= Work instruction =
In the listing below, find the line containing "pub mod table_reader;" and the line containing "line per table.". Repeat exactly those two lines and every line between them, nothing more.

*** Given records ***

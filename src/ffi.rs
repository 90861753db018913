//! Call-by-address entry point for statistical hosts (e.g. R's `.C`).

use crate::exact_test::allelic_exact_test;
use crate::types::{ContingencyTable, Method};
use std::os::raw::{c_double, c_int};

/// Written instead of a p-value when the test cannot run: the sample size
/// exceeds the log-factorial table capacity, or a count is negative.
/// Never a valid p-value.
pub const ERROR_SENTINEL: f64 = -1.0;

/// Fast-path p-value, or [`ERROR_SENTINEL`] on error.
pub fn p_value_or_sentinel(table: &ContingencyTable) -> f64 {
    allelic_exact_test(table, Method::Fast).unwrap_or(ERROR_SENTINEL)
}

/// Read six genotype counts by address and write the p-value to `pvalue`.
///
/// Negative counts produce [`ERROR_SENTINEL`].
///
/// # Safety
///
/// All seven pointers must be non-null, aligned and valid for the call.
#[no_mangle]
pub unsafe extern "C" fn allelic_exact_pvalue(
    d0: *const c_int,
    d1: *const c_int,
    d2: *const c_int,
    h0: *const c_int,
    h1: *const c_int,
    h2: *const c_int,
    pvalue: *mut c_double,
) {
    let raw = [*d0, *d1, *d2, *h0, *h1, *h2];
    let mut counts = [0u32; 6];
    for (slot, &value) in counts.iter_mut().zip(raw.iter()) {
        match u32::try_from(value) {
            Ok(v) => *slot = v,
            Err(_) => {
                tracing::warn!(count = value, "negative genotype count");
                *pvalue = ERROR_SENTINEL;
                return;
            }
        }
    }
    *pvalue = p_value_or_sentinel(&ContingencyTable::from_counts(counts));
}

***
*** Given records ***

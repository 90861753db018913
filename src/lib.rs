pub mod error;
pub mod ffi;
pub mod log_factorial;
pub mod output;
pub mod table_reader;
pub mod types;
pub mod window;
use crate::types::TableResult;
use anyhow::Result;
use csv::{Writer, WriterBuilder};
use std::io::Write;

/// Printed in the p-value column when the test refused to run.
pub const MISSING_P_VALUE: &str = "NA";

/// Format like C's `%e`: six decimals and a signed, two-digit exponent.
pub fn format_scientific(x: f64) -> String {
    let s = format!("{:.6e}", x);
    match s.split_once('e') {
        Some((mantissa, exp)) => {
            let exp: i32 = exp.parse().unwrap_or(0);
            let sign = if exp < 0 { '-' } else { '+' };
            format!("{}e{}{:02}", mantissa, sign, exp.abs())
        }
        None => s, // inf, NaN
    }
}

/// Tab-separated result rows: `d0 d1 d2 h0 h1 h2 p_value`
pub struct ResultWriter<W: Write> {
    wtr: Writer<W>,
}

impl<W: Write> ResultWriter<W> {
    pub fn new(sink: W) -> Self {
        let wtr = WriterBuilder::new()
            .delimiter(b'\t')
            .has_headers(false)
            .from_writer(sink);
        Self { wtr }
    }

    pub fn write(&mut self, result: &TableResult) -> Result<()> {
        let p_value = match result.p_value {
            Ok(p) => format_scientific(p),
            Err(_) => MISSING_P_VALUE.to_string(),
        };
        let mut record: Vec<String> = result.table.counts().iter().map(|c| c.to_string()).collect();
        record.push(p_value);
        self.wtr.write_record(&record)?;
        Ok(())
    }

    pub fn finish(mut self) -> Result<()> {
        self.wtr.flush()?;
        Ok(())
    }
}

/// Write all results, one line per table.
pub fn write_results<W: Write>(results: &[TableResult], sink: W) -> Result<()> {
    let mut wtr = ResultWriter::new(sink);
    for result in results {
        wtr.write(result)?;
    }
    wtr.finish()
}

***

= Response area =
pub mod table_reader;
pub mod types;
pub mod window;
use crate::types::TableResult;
use anyhow::Result;
use csv::{Writer, WriterBuilder};
use std::io::Write;

/// Printed in the p-value column when the test refused to run.
pub const MISSING_P_VALUE: &str = "NA";

/// Format like C's `%e`: six decimals and a signed, two-digit exponent.
pub fn format_scientific(x: f64) -> String {
    let s = format!("{:.6e}", x);
    match s.split_once('e') {
        Some((mantissa, exp)) => {
            let exp: i32 = exp.parse().unwrap_or(0);
            let sign = if exp < 0 { '-' } else { '+' };
            format!("{}e{}{:02}", mantissa, sign, exp.abs())
        }
        None => s, // inf, NaN
    }
}

/// Tab-separated result rows: `d0 d1 d2 h0 h1 h2 p_value`
pub struct ResultWriter<W: Write> {
    wtr: Writer<W>,
}

impl<W: Write> ResultWriter<W> {
    pub fn new(sink: W) -> Self {
        let wtr = WriterBuilder::new()
            .delimiter(b'\t')
            .has_headers(false)
            .from_writer(sink);
        Self { wtr }
    }

    pub fn write(&mut self, result: &TableResult) -> Result<()> {
        let p_value = match result.p_value {
            Ok(p) => format_scientific(p),
            Err(_) => MISSING_P_VALUE.to_string(),
        };
        let mut record: Vec<String> = result.table.counts().iter().map(|c| c.to_string()).collect();
        record.push(p_value);
        self.wtr.write_record(&record)?;
        Ok(())
    }

    pub fn finish(mut self) -> Result<()> {
        self.wtr.flush()?;
        Ok(())
    }
}

/// Write all results, one line per table.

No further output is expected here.